» **WORK ITEM**: Each entry is to be output as written, so that none is missing.

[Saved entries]
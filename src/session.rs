//! Progressive reader over one cache entry.
//!
//! A [`StreamSession`] reads the entry's backing file strictly in order and
//! never past the byte count the writer has announced as flushed. When it
//! catches up with a still-growing file it parks on the episode's progress
//! channel, waking at least once per liveness interval to re-check the status.

use std::{io, path::Path, time::Duration};

use bytes::{Bytes, BytesMut};
use tokio::{
    fs::File,
    io::{AsyncReadExt, AsyncSeekExt},
    sync::watch,
    time::timeout,
};
use tracing::trace;

use crate::{
    cache::{CacheHandle, CacheKey, EpisodeStatus, Progress},
    error::{StreamError, StreamResult},
};

const READ_CHUNK: usize = 64 * 1024;

pub struct StreamSession {
    handle: CacheHandle,
    progress: watch::Receiver<Progress>,
    file: Option<File>,
    position: u64,
    pending: Option<Bytes>,
    liveness: Duration,
}

impl StreamSession {
    /// Binds a session to the entry behind `handle`. The handle, and with it
    /// the entry's eviction protection, lives as long as the session.
    pub fn open(handle: CacheHandle) -> Self {
        let progress = handle.subscribe();
        let liveness = handle.reader_liveness();
        Self {
            handle,
            progress,
            file: None,
            position: 0,
            pending: None,
            liveness,
        }
    }

    pub fn key(&self) -> &CacheKey {
        self.handle.key()
    }

    /// Bytes handed out so far, including a primed chunk.
    pub fn position(&self) -> u64 {
        self.position
    }

    /// Final length of the entry, once it is `Ready`.
    pub fn content_length(&self) -> Option<u64> {
        self.handle.len()
    }

    /// Waits for the first chunk (or the end of an empty entry) and keeps it
    /// for the next [`StreamSession::read`], so a failing fetch is reported
    /// before anything is sent to the client.
    pub async fn prime(&mut self) -> StreamResult<()> {
        if self.pending.is_none() {
            self.pending = self.read_next().await?;
        }
        Ok(())
    }

    /// Next chunk of the entry, `None` once the entry is `Ready` and fully read.
    ///
    /// Blocks while the writer has not flushed more bytes. A failed episode
    /// surfaces its recorded error, even when earlier bytes were delivered.
    pub async fn read(&mut self) -> StreamResult<Option<Bytes>> {
        if let Some(chunk) = self.pending.take() {
            return Ok(Some(chunk));
        }
        self.read_next().await
    }

    /// Ends the session and releases its reader hold.
    pub fn close(self) {
        drop(self);
    }

    async fn read_next(&mut self) -> StreamResult<Option<Bytes>> {
        loop {
            // never keep the watch borrow across an await
            let progress = self.progress.borrow_and_update().clone();

            if let EpisodeStatus::Failed(e) = &progress.status {
                return Err(e.clone());
            }
            if self.position < progress.written {
                let chunk = self.read_flushed(progress.written, &progress.status).await?;
                return Ok(Some(chunk));
            }
            if progress.status == EpisodeStatus::Ready {
                return Ok(None);
            }

            match timeout(self.liveness, self.progress.changed()).await {
                Ok(Ok(())) => {}
                Err(_) => trace!(key = %self.handle.key(), "session: liveness check"),
                Ok(Err(_)) => {
                    return Err(StreamError::SourceRead(
                        "fetch episode went away while streaming".into(),
                    ));
                }
            }
        }
    }

    async fn read_flushed(&mut self, written: u64, status: &EpisodeStatus) -> StreamResult<Bytes> {
        if self.file.is_none() {
            self.file = Some(self.open_backing_file(status).await?);
        }
        let Some(file) = self.file.as_mut() else {
            return Err(StreamError::Io("cache file not open".into()));
        };

        let want = (written - self.position).min(READ_CHUNK as u64) as usize;
        let mut buf = BytesMut::zeroed(want);
        let n = file.read(&mut buf).await?;
        if n == 0 {
            return Err(StreamError::Io(format!(
                "cache file for {} is shorter than the {} bytes flushed",
                self.handle.key(),
                written
            )));
        }
        buf.truncate(n);
        self.position += n as u64;
        Ok(buf.freeze())
    }

    /// Opens the file the writer is appending to. The partial file may have
    /// been renamed to its final name between two progress updates; an open
    /// descriptor survives that rename.
    async fn open_backing_file(&self, status: &EpisodeStatus) -> StreamResult<File> {
        let (first, second) = match status {
            EpisodeStatus::Ready => (self.handle.final_path(), self.handle.part_path()),
            _ => (self.handle.part_path(), self.handle.final_path()),
        };
        match open_at(first, self.position).await {
            Err(e) if e.kind() == io::ErrorKind::NotFound => {
                Ok(open_at(second, self.position).await?)
            }
            other => Ok(other?),
        }
    }
}

async fn open_at(path: &Path, position: u64) -> io::Result<File> {
    let mut file = File::open(path).await?;
    if position > 0 {
        file.seek(io::SeekFrom::Start(position)).await?;
    }
    Ok(file)
}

» **RESULT OF THE EXERCISE**:
filename src/session.rs
//! Progressive reader over one cache entry.
//!
//! A [`StreamSession`] reads the entry's backing file strictly in order and
//! never past the byte count the writer has announced as flushed. When it
//! catches up with a still-growing file it parks on the episode's progress
//! channel, waking at least once per liveness interval to re-check the status.

use std::{io, path::Path, time::Duration};

use bytes::{Bytes, BytesMut};
use tokio::{
    fs::File,
    io::{AsyncReadExt, AsyncSeekExt},
    sync::watch,
    time::timeout,
};
use tracing::trace;

use crate::{
    cache::{CacheHandle, CacheKey, EpisodeStatus, Progress},
    error::{StreamError, StreamResult},
};

const READ_CHUNK: usize = 64 * 1024;

pub struct StreamSession {
    handle: CacheHandle,
    progress: watch::Receiver<Progress>,
    file: Option<File>,
    position: u64,
    pending: Option<Bytes>,
    liveness: Duration,
}

impl StreamSession {
    /// Binds a session to the entry behind `handle`. The handle, and with it
    /// the entry's eviction protection, lives as long as the session.
    pub fn open(handle: CacheHandle) -> Self {
        let progress = handle.subscribe();
        let liveness = handle.reader_liveness();
        Self {
            handle,
            progress,
            file: None,
            position: 0,
            pending: None,
            liveness,
        }
    }

    pub fn key(&self) -> &CacheKey {
        self.handle.key()
    }

    /// Bytes handed out so far, including a primed chunk.
    pub fn position(&self) -> u64 {
        self.position
    }

    /// Final length of the entry, once it is `Ready`.
    pub fn content_length(&self) -> Option<u64> {
        self.handle.len()
    }

    /// Waits for the first chunk (or the end of an empty entry) and keeps it
    /// for the next [`StreamSession::read`], so a failing fetch is reported
    /// before anything is sent to the client.
    pub async fn prime(&mut self) -> StreamResult<()> {
        if self.pending.is_none() {
            self.pending = self.read_next().await?;
        }
        Ok(())
    }

    /// Next chunk of the entry, `None` once the entry is `Ready` and fully read.
    ///
    /// Blocks while the writer has not flushed more bytes. A failed episode
    /// surfaces its recorded error, even when earlier bytes were delivered.
    pub async fn read(&mut self) -> StreamResult<Option<Bytes>> {
        if let Some(chunk) = self.pending.take() {
            return Ok(Some(chunk));
        }
        self.read_next().await
    }

    /// Ends the session and releases its reader hold.
    pub fn close(self) {
        drop(self);
    }

    async fn read_next(&mut self) -> StreamResult<Option<Bytes>> {
        loop {
            // never keep the watch borrow across an await
            let progress = self.progress.borrow_and_update().clone();

            if let EpisodeStatus::Failed(e) = &progress.status {
                return Err(e.clone());
            }
            if self.position < progress.written {
                let chunk = self.read_flushed(progress.written, &progress.status).await?;
                return Ok(Some(chunk));
            }
            if progress.status == EpisodeStatus::Ready {
                return Ok(None);
            }

            match timeout(self.liveness, self.progress.changed()).await {
                Ok(Ok(())) => {}
                Err(_) => trace!(key = %self.handle.key(), "session: liveness check"),
                Ok(Err(_)) => {
                    return Err(StreamError::SourceRead(
                        "fetch episode went away while streaming".into(),
                    ));
                }
            }
        }
    }

    async fn read_flushed(&mut self, written: u64, status: &EpisodeStatus) -> StreamResult<Bytes> {
        if self.file.is_none() {
            self.file = Some(self.open_backing_file(status).await?);
        }
        let Some(file) = self.file.as_mut() else {
            return Err(StreamError::Io("cache file not open".into()));
        };

        let want = (written - self.position).min(READ_CHUNK as u64) as usize;
        let mut buf = BytesMut::zeroed(want);
        let n = file.read(&mut buf).await?;
        if n == 0 {
            return Err(StreamError::Io(format!(
                "cache file for {} is shorter than the {} bytes flushed",
                self.handle.key(),
                written
            )));
        }
        buf.truncate(n);
        self.position += n as u64;
        Ok(buf.freeze())
    }

    /// Opens the file the writer is appending to. The partial file may have
    /// been renamed to its final name between two progress updates; an open
    /// descriptor survives that rename.
    async fn open_backing_file(&self, status: &EpisodeStatus) -> StreamResult<File> {
        let (first, second) = match status {
            EpisodeStatus::Ready => (self.handle.final_path(), self.handle.part_path()),
            _ => (self.handle.part_path(), self.handle.final_path()),
        };
        match open_at(first, self.position).await {
            Err(e) if e.kind() == io::ErrorKind::NotFound => {
                Ok(open_at(second, self.position).await?)
            }
            other => Ok(other?),
        }
    }
}

async fn open_at(path: &Path, position: u64) -> io::Result<File> {
    let mut file = File::open(path).await?;
    if position > 0 {
        file.seek(io::SeekFrom::Start(position)).await?;
    }
    Ok(file)
}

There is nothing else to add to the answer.